You trust He has a plan, but you can’t make sense of the steps He’s taking.

If that’s where you are, you’re not alone.
 

Faith Isn’t the Absence of Questions

The Bible doesn’t hide the wrestlers. It highlights them.
Job asked, “Why do You hide Your face?”
David cried, “How long, Lord? Will You forget me forever?”
Even Jesus, hanging on the cross, said, “My God, My God, why have You forsaken Me?”

Those aren’t words of rebellion. They’re words of relationship.
You only wrestle with someone you still trust enough to stay close to.

Faith isn’t pretending to understand. It’s choosing to stay when you don’t.

 

God’s Sovereignty in the Middle of Suffering

Every believer eventually collides with this mystery:
God is sovereign, and the world is still broken.

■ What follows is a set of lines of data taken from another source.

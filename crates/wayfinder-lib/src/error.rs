use std::path::PathBuf;
use std::time::Duration;

use thiserror::Error;

/// Convenient result alias for the wayfinder library.
pub type Result<T> = std::result::Result<T, Error>;

/// Coarse classification used by callers that map errors onto a transport
/// (HTTP status codes, CLI exit codes).
#[derive(Debug, Clone, Copy, PartialEq, Eq)]
pub enum ErrorKind {
    /// The caller asked for something that cannot be answered as posed.
    InvalidRequest,
    /// The request was valid but the building has no answer for it.
    NotFound,
    /// Broken data or an internal inconsistency.
    Internal,
}

/// Top-level library error type.
#[derive(Debug, Error)]
pub enum Error {
    /// A floor the caller asked for lacks a required group, or the group
    /// could not be interpreted.
    #[error("malformed geometry on floor {floor}: {reason}")]
    MalformedGeometry { floor: String, reason: String },

    /// A walkable segment endpoint did not resolve to any door or
    /// intersection. Extraction recovers from this locally; the variant exists
    /// so reports and logs can name it.
    #[error("segment {line_id} on floor {floor} does not touch a door or intersection")]
    GeometryMismatch { floor: String, line_id: String },

    /// Raised when a room id is not present in the building.
    #[error("unknown room: {id}{}", format_suggestions(.suggestions))]
    UnknownRoom {
        id: String,
        suggestions: Vec<String>,
    },

    /// Raised when a floor id is not present in the building.
    #[error("unknown floor: {floor}")]
    UnknownFloor { floor: String },

    /// Raised when a room exists but has no doors to route through.
    #[error("room {room} has no doors and cannot be routed")]
    RoomUnroutable { room: String },

    /// Raised when no door pair between two rooms is connected.
    #[error("no route found between {from} and {to}")]
    NoRouteFound { from: String, to: String },

    /// Raised when a caller asks for zero routes.
    #[error("route count must be at least 1, got {k}")]
    InvalidRouteCount { k: usize },

    /// Raised when the k-shortest-path enumeration exceeds its deadline.
    #[error("route search exceeded its deadline after {elapsed:?}")]
    SearchTimedOut { elapsed: Duration },

    /// Internal inconsistency between extraction and graph assembly.
    #[error("graph assembly failed: {reason}")]
    GraphAssemblyError { reason: String },

    /// The floor-plan document is not well-formed.
    #[error("failed to parse floor plan: {message}")]
    FloorPlanParse { message: String },

    /// Raised when serializing a graph snapshot fails.
    #[error("failed to serialize graph snapshot: {message}")]
    SnapshotSerialize { message: String },

    /// Raised when loading a graph snapshot from a file fails.
    #[error("failed to load graph snapshot from {path}: {message}")]
    SnapshotLoad { path: PathBuf, message: String },

    /// Raised when deserializing a graph snapshot from bytes fails.
    #[error("failed to deserialize graph snapshot: {message}")]
    SnapshotDeserialize { message: String },

    /// Wrapper for IO errors.
    #[error(transparent)]
    Io(#[from] std::io::Error),

    /// Wrapper for JSON errors.
    #[error(transparent)]
    Json(#[from] serde_json::Error),
}

impl Error {
    /// Classify the error for transport mapping.
    pub fn kind(&self) -> ErrorKind {
        match self {
            Error::UnknownRoom { .. }
            | Error::UnknownFloor { .. }
            | Error::RoomUnroutable { .. }
            | Error::InvalidRouteCount { .. } => ErrorKind::InvalidRequest,
            Error::NoRouteFound { .. } => ErrorKind::NotFound,
            _ => ErrorKind::Internal,
        }
    }

    pub(crate) fn malformed(floor: &str, reason: impl Into<String>) -> Self {
        Error::MalformedGeometry {
            floor: floor.to_string(),
            reason: reason.into(),
        }
    }

    pub(crate) fn assembly(reason: impl Into<String>) -> Self {
        Error::GraphAssemblyError {
            reason: reason.into(),
        }
    }
}

fn format_suggestions(suggestions: &[String]) -> String {
    if suggestions.is_empty() {
        String::new()
    } else if suggestions.len() == 1 {
        format!(". Did you mean '{}'?", suggestions[0])
    } else {
        format!(
            ". Did you mean one of: {}?",
            suggestions
                .iter()
                .map(|s| format!("'{}'", s))
                .collect::<Vec<_>>()
                .join(", ")
        )
    }
}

Romans 8:28 doesn’t promise that everything is good. It promises that God can work good from everything.
He weaves every thread, even the painful ones, into a story that shapes us into the likeness of Jesus.

That’s not just theology. It’s the story of Scripture.
Joseph looked back on betrayal, loss, and years in prison and said,
“You planned evil against me; God planned it for good.” (Genesis 50:20)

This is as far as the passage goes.